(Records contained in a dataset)
________________________
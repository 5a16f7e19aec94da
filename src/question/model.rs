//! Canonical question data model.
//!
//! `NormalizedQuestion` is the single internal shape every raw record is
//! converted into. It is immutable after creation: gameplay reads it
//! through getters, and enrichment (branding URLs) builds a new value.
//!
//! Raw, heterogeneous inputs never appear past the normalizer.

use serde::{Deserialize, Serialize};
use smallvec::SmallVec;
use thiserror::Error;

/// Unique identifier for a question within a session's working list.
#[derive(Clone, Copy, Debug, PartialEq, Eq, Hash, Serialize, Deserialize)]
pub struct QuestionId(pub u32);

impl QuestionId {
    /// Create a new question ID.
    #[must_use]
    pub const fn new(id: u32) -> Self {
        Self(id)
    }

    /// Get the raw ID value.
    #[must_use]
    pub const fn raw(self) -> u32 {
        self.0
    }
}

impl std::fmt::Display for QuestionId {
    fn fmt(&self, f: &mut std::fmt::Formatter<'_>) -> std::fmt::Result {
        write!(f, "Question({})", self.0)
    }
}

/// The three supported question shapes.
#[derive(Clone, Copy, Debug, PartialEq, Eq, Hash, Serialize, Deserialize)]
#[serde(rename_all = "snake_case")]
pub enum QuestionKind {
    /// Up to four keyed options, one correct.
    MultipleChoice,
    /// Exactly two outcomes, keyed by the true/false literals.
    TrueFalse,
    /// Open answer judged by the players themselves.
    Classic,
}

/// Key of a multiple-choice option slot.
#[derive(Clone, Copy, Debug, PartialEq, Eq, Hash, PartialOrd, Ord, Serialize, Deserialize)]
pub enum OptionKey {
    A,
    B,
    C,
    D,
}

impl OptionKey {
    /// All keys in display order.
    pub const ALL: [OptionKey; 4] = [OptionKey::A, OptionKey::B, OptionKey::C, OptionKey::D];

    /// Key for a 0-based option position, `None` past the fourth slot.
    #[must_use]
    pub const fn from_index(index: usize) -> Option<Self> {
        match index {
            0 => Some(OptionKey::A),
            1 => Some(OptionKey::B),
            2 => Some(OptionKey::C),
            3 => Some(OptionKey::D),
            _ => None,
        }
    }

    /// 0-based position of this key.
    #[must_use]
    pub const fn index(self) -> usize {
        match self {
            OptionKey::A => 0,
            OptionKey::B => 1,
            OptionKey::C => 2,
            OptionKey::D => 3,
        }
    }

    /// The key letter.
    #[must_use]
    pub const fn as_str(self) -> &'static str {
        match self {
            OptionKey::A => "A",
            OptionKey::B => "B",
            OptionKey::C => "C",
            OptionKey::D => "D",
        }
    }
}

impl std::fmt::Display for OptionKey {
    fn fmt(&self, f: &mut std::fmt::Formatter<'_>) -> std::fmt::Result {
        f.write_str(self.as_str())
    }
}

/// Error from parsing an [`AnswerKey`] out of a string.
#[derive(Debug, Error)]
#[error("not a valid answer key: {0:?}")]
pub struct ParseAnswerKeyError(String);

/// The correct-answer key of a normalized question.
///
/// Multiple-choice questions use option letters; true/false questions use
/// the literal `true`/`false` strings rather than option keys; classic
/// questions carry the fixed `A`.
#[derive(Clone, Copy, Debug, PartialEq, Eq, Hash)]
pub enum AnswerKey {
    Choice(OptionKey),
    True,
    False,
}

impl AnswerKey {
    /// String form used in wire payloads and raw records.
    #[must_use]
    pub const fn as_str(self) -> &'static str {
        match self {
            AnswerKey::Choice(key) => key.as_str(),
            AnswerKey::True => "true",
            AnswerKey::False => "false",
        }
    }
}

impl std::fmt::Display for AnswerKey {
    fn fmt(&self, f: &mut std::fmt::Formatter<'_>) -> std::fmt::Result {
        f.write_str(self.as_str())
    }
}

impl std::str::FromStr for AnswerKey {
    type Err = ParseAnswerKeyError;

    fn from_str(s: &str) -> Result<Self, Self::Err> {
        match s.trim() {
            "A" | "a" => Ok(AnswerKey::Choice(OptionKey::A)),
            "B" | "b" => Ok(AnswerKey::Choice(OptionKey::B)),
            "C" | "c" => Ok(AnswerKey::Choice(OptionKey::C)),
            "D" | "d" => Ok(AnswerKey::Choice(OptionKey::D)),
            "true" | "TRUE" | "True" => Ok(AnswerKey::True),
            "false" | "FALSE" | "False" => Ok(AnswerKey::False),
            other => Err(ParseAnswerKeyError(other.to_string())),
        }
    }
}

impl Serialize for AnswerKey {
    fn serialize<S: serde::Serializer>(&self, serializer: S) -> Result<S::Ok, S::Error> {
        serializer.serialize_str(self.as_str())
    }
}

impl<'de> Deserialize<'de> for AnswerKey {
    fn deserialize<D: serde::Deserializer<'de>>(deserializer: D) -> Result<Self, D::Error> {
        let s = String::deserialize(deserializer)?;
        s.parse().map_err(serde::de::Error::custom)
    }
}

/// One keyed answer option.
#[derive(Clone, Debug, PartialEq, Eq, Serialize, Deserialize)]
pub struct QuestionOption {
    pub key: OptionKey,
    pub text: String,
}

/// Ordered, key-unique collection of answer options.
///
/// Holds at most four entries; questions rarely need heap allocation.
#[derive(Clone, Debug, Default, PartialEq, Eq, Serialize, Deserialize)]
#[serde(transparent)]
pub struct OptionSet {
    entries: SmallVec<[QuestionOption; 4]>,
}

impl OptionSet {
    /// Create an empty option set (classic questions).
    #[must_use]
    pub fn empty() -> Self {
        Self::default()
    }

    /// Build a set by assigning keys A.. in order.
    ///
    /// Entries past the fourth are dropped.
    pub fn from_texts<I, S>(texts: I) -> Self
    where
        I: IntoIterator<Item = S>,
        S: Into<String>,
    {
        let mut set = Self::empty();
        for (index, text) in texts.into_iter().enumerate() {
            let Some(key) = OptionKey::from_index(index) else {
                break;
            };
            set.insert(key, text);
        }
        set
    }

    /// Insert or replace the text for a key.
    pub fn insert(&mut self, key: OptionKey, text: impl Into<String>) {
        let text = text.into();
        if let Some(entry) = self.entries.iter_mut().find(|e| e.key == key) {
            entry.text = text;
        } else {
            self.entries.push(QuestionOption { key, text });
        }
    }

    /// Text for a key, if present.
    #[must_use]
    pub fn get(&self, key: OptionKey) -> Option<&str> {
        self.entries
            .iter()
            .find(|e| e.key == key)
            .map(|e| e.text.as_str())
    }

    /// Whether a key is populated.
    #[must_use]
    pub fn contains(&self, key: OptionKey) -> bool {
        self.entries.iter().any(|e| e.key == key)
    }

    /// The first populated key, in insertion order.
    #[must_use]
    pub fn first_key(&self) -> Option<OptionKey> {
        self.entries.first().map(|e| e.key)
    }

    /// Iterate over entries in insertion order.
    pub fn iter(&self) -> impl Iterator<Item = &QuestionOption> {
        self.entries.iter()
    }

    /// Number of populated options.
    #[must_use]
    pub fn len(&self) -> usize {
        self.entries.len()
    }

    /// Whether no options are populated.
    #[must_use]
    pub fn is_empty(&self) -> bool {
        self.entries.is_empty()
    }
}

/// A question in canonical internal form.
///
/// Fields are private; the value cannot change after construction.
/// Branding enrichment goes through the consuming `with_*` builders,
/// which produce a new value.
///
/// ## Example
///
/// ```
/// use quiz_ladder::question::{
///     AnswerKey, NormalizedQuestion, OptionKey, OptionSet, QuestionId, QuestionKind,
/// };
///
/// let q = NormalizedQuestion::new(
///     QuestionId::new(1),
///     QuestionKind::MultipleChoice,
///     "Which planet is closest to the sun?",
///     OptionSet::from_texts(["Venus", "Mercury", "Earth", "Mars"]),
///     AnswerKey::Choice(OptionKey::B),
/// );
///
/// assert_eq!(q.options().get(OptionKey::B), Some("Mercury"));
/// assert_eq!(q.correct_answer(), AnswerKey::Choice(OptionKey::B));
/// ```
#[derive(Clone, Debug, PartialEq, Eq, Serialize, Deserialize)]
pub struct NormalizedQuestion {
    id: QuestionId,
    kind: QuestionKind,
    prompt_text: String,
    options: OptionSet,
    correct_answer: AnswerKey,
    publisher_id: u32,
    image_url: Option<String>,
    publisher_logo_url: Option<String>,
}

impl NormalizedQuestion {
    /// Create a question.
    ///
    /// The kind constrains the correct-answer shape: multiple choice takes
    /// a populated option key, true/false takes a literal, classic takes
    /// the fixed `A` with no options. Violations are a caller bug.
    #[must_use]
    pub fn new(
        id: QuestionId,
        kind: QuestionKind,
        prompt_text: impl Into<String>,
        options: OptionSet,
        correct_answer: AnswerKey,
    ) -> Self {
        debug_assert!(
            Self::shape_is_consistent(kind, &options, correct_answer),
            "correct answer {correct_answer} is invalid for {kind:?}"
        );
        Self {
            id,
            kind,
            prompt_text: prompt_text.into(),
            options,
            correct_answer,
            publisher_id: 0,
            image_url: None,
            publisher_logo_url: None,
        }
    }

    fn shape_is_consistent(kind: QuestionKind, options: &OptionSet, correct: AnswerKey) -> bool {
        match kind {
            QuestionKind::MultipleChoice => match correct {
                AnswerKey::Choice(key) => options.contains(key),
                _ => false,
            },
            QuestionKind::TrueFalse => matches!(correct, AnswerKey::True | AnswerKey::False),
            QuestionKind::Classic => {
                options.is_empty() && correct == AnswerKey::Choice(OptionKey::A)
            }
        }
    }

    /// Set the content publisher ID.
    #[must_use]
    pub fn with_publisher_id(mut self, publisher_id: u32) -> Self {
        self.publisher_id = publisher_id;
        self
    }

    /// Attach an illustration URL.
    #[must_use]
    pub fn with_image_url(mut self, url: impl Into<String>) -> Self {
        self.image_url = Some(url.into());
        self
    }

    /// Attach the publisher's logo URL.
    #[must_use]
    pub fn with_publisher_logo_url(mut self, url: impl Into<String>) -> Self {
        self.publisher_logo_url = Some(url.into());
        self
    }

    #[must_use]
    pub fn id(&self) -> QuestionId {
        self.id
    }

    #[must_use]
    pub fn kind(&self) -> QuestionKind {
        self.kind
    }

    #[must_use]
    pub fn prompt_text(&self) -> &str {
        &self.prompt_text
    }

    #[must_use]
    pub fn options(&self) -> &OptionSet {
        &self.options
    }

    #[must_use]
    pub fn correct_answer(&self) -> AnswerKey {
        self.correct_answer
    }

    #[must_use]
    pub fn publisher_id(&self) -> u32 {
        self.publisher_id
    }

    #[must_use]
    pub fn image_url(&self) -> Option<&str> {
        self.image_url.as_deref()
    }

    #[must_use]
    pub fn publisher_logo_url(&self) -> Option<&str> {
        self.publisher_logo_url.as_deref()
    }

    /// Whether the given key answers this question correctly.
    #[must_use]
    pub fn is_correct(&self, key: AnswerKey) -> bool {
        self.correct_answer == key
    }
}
________________________
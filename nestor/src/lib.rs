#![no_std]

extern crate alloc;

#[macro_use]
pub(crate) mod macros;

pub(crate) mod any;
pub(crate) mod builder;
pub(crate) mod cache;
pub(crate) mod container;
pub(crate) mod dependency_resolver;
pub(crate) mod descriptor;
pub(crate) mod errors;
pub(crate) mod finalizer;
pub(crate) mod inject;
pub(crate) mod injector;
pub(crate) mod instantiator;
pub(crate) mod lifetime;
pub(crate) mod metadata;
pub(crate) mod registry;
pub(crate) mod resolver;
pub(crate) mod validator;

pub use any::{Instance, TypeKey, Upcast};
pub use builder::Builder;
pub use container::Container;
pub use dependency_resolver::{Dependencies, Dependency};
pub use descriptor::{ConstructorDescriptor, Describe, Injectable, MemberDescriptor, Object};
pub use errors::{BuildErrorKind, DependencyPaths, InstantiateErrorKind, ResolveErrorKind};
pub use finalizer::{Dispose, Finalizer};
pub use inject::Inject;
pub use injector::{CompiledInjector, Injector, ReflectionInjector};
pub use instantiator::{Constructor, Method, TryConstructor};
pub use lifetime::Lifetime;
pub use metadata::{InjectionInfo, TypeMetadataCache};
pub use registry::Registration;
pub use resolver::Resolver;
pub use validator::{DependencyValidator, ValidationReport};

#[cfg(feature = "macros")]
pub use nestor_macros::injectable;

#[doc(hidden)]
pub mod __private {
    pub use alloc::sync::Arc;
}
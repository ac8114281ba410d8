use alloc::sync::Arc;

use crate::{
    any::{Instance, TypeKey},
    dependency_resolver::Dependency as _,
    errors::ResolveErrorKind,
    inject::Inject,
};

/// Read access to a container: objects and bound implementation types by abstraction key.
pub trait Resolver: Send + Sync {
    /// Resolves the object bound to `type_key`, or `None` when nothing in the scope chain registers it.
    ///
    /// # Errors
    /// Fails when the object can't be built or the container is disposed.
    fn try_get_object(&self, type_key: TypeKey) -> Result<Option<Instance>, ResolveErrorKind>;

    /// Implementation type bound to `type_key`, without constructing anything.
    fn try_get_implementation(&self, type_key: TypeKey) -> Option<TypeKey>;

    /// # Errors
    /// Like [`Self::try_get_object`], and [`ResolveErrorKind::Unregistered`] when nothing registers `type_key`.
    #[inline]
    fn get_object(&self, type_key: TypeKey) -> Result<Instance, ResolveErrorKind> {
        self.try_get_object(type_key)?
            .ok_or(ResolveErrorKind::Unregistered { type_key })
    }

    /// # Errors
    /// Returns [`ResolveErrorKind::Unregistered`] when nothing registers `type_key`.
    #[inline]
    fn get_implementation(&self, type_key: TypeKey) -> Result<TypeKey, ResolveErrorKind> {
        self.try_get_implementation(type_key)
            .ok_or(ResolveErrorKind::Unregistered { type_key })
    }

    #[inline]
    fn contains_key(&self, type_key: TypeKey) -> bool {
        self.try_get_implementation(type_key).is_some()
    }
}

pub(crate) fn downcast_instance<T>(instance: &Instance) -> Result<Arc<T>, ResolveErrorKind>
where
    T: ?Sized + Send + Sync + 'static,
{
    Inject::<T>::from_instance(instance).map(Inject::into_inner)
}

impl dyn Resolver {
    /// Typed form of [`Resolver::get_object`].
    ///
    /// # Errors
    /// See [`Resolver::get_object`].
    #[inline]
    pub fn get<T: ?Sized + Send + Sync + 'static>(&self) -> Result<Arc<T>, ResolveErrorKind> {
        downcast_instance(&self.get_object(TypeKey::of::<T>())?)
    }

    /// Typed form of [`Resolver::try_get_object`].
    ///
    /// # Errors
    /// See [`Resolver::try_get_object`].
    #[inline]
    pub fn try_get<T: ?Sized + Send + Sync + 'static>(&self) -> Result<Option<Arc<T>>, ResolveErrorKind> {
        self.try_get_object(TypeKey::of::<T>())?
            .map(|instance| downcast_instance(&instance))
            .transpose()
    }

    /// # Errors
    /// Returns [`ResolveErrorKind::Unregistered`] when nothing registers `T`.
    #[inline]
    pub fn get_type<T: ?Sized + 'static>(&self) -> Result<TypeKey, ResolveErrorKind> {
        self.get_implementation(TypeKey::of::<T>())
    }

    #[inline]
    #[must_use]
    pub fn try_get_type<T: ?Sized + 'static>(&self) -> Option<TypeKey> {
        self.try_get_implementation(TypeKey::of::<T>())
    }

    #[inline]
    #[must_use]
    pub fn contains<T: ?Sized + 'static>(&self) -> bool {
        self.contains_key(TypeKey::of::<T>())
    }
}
________________________
> _WORK TO COMPLETE_: In the entries above, some lines hold the string "Attach". Copy each of them.

> _ANSWER TO THE PROBLEM_:
    /// Attach an illustration URL.
    /// Attach the publisher's logo URL.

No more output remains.